EAM – The Blueprint for Rescuing Active Investment Management

FULL PAPER IN ABOVE LINK

There have been innumerable papers written in recent years explaining why passive management is the heir
apparent to traditional active management. This is not such a paper. Nor is this a paper urging patience because
active management is on the cusp of reclaiming dominance. Without structural change, it cannot. In fact, pivotal
data presented in this paper quantifies that evolutionary improvements will be insufficient to alter active
management’s inferior position versus passive.
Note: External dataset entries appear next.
//! CLI argument definitions using clap.

use clap::{Parser, Subcommand, ValueEnum};
use std::path::PathBuf;

use crate::output::OutputFormat;

/// Pay-per-message notification pipeline.
#[derive(Parser, Debug)]
#[command(name = "paynotify")]
#[command(author = "paynotify contributors")]
#[command(version)]
#[command(about = "Send notifications through an x402 payment-gated gateway")]
#[command(
    long_about = "paynotify pays a notification gateway on demand and tracks each delivery as a job.\n\nRun 'paynotify serve' to start the job API and workers."
)]
pub struct Cli {
    /// Subcommand to execute.
    #[command(subcommand)]
    pub command: Commands,

    /// Path to configuration file.
    #[arg(short, long, global = true, env = "PAYNOTIFY_CONFIG")]
    pub config: Option<PathBuf>,

    /// Output format (human or json).
    #[arg(short, long, global = true, default_value = "human")]
    pub format: OutputFormatArg,

    /// Enable verbose logging.
    #[arg(short, long, global = true)]
    pub verbose: bool,
}

/// Output format argument for clap.
#[derive(Debug, Clone, Copy, ValueEnum, Default)]
pub enum OutputFormatArg {
    /// Human-readable output.
    #[default]
    Human,
    /// JSON output.
    Json,
}

impl From<OutputFormatArg> for OutputFormat {
    fn from(arg: OutputFormatArg) -> Self {
        match arg {
            OutputFormatArg::Human => OutputFormat::Human,
            OutputFormatArg::Json => OutputFormat::Json,
        }
    }
}

/// CLI commands.
#[derive(Subcommand, Debug)]
pub enum Commands {
    // =========================================================================
    // Service Commands
    // =========================================================================
    /// Run the job API.
    ///
    /// Also runs the worker pool unless --no-workers is given.
    Serve {
        /// Do not run workers in this process (durable queue only).
        #[arg(long)]
        no_workers: bool,
    },

    /// Run workers against the durable queue.
    Worker {
        /// Override worker.concurrency.
        #[arg(short = 'n', long)]
        concurrency: Option<usize>,
    },

    // =========================================================================
    // Delivery Commands
    // =========================================================================
    /// Deliver a message now, paying if the gateway asks.
    ///
    /// With several destinations the deliveries run concurrently and each
    /// pays on its own.
    Notify {
        /// Destination chat ids.
        #[arg(required = true)]
        destinations: Vec<String>,

        /// Message text.
        #[arg(short, long)]
        message: String,

        /// Reuse an existing payment transaction instead of paying.
        #[arg(long)]
        proof: Option<String>,
    },

    /// Queue a message for a subscriber through the job API.
    Enqueue {
        /// Subscriber id.
        user_id: String,

        /// Message text.
        message: String,

        /// Wait for the job to finish.
        #[arg(short, long)]
        wait: bool,
    },

    /// Follow a job until it finishes.
    Poll {
        /// Job id.
        job_id: String,

        /// Give up after this many seconds (default from config).
        #[arg(short, long)]
        timeout: Option<u64>,
    },

    // =========================================================================
    // Subscriber Commands
    // =========================================================================
    /// Register or update a subscriber's destination.
    Subscribe {
        /// Subscriber id.
        user_id: String,
        /// Destination chat id.
        destination: String,
    },

    /// Remove a subscriber.
    Unsubscribe {
        /// Subscriber id.
        user_id: String,
    },

    /// List subscribers.
    Users,

    // =========================================================================
    // Info Commands
    // =========================================================================
    /// Show gateway statistics for a wallet.
    Stats {
        /// Wallet address (default: the configured paying wallet).
        address: Option<String>,
    },

    /// Print the effective configuration.
    Config {
        /// Write it to the config path as well.
        #[arg(long)]
        write: bool,
    },
}
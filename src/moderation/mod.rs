pub mod handle;

use once_cell::sync::Lazy;
use parking_lot::RwLock;
use rand::Rng;

use sps_shared::account::{AccountStatus, Role};
use sps_shared::complaint::ComplaintStatus;
use sps_shared::moderation::{ActionLabel, AdminAction, ModerationCounts};
use sps_shared::post::PostStatus;

/// The static instance of the audit log.
pub static INSTANCE: Lazy<AuditLog> = Lazy::new(AuditLog::new);

/// The entity an admin decision was taken on.
///
/// Student decisions carry the profile id when one exists; an account
/// reviewed before building a profile leaves the reference empty.
#[derive(Debug, Clone, Copy)]
pub enum DecisionRef {
    Student(Option<u64>),
    Post(u64),
    Complaint(u64),
}

#[must_use = "The save result should be handled"]
fn save_action(_action: &AdminAction) -> bool {
    #[cfg(not(test))]
    {
        use std::{fs::File, io::Write};

        match File::create(format!("./data/actions/{}.toml", _action.id)) {
            Ok(mut file) => file
                .write_all(
                    match toml::to_string(_action) {
                        Ok(s) => s,
                        Err(_) => return false,
                    }
                    .as_bytes(),
                )
                .is_ok(),
            Err(_) => false,
        }
    }

    #[cfg(test)]
    true
}

/// The append-only audit trail of admin decisions.
///
/// Every admin transition goes through [`Self::record`]; no call site
/// writes its own record, so no transition path can skip the trail.
pub struct AuditLog {
    pub actions: RwLock<Vec<AdminAction>>,
}

impl AuditLog {
    /// Read and create an audit log from `./data/actions`.
    fn new() -> Self {
        #[cfg(not(test))]
        {
            use std::{fs, io::Read};

            let _ = fs::create_dir_all("./data/actions");
            let mut vec = Vec::new();
            for dir in fs::read_dir("./data/actions").unwrap() {
                if let Ok(action) = dir.map(|e| {
                    toml::from_str::<AdminAction>(&{
                        let mut string = String::new();
                        fs::File::open(e.path())
                            .unwrap()
                            .read_to_string(&mut string)
                            .unwrap();
                        string
                    })
                    .unwrap()
                }) {
                    vec.push(action);
                }
            }
            return Self {
                actions: RwLock::new(vec),
            };
        }

        #[cfg(test)]
        Self {
            actions: RwLock::new(Vec::new()),
        }
    }

    /// Record an admin decision and return the record id.
    pub fn record(&self, target: DecisionRef, admin: u64, action: ActionLabel) -> u64 {
        let mut actions = self.actions.write();
        let action = AdminAction {
            id: {
                let mut id = rand::thread_rng().gen();
                while actions.iter().any(|a| a.id == id) {
                    id = rand::thread_rng().gen();
                }
                id
            },
            student_profile: match target {
                DecisionRef::Student(profile) => profile,
                _ => None,
            },
            post: match target {
                DecisionRef::Post(post) => Some(post),
                _ => None,
            },
            complaint: match target {
                DecisionRef::Complaint(complaint) => Some(complaint),
                _ => None,
            },
            admin,
            action,
            time: chrono::Utc::now(),
        };
        if !save_action(&action) {
            tracing::error!("error while saving admin action {}", action.id);
        }
        let id = action.id;
        actions.push(action);
        id
    }

    /// Clear references to a removed profile. The records stay.
    pub fn clear_profile_refs(&self, profile: u64) {
        for action in self.actions.write().iter_mut() {
            if action.student_profile == Some(profile) {
                action.student_profile = None;
                if !save_action(action) {
                    tracing::error!("error while saving admin action {}", action.id);
                }
            }
        }
    }

    /// Clear references to a removed post. The records stay.
    pub fn clear_post_refs(&self, post: u64) {
        for action in self.actions.write().iter_mut() {
            if action.post == Some(post) {
                action.post = None;
                if !save_action(action) {
                    tracing::error!("error while saving admin action {}", action.id);
                }
            }
        }
    }

    #[cfg(test)]
    pub fn reset(&self) {
        self.actions.write().clear();
    }
}

/// Recompute the moderation counts from the live stores. Nothing is
/// cached between queries.
pub fn counts() -> ModerationCounts {
    let (approved_students, pending_registrations) = {
        let accounts = crate::account::INSTANCE.inner().read();
        let mut approved = 0;
        let mut pending = 0;
        for account in accounts.iter() {
            let account = account.read();
            match account.status() {
                AccountStatus::Approved if account.role() == Role::Student => approved += 1,
                AccountStatus::Pending => pending += 1,
                _ => (),
            }
        }
        (approved, pending)
    };

    let (pending_posts, reported_posts) = {
        let posts = crate::post::INSTANCE.posts.read();
        let mut pending = 0;
        let mut reported = 0;
        for post in posts.iter() {
            let post = post.read();
            if post.status == PostStatus::Pending {
                pending += 1;
            }
            if post.is_reported {
                reported += 1;
            }
        }
        (pending, reported)
    };

    let pending_complaints = crate::complaint::INSTANCE
        .complaints
        .read()
        .iter()
        .filter(|complaint| complaint.read().status == ComplaintStatus::Pending)
        .count();

    ModerationCounts {
        approved_students,
        pending_registrations,
        pending_posts,
        reported_posts,
        pending_complaints,
    }
}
Status quo has become a permanent trap for active managers.

Fortunately, a structural solution exists, and it is based on translating proven best practices for predictive analytics
from other industries, to that of investments. This approach, known as Ensemble Active Management (“EAM”),
has the capacity to generate enough added alpha to allow active management to reclaim dominance in its ongoing
battle with passive investing. The improvement is significant enough, and differentiated enough, to arguably be
considered a third category of investing: Passive, Traditional Active, and now Ensemble Active.

Active managers are inherently in the prediction business. This is not referring to ‘market timing’, but rather
predicting or forecasting – based on research, analytics, experience, and skill – which stocks are most likely to
outperform. Other industries have for decades been achieving substantive leaps in predictive accuracy, including
weather forecasting, voice and facial recognition, medical diagnostics, car navigation (e.g., Google Maps), credit
scoring, and virtually all ‘big data’ analyses. It is long‐overdue for these best practices to be embraced by the
investment industry.

EAM is not theory – it has been in live operation for two years, and EAM Portfolios are now commercially available
to the public. As will be shown, a critical component of the validation of EAM is live market performance.
EAM is also not a simplistic “AI” alternative to traditional stock picking. EAM does not discard investment
professionals in favor of machines. EAM builds upon proven investment concepts and established techniques, and
then enhances them through application of modern predictive analytics.

Finally, EAM can operate at massive scale, holds the real potential to persistently outperform passive investing, and
is therefore a valid, viable, and achievable blueprint for retooling the existing engines of active management.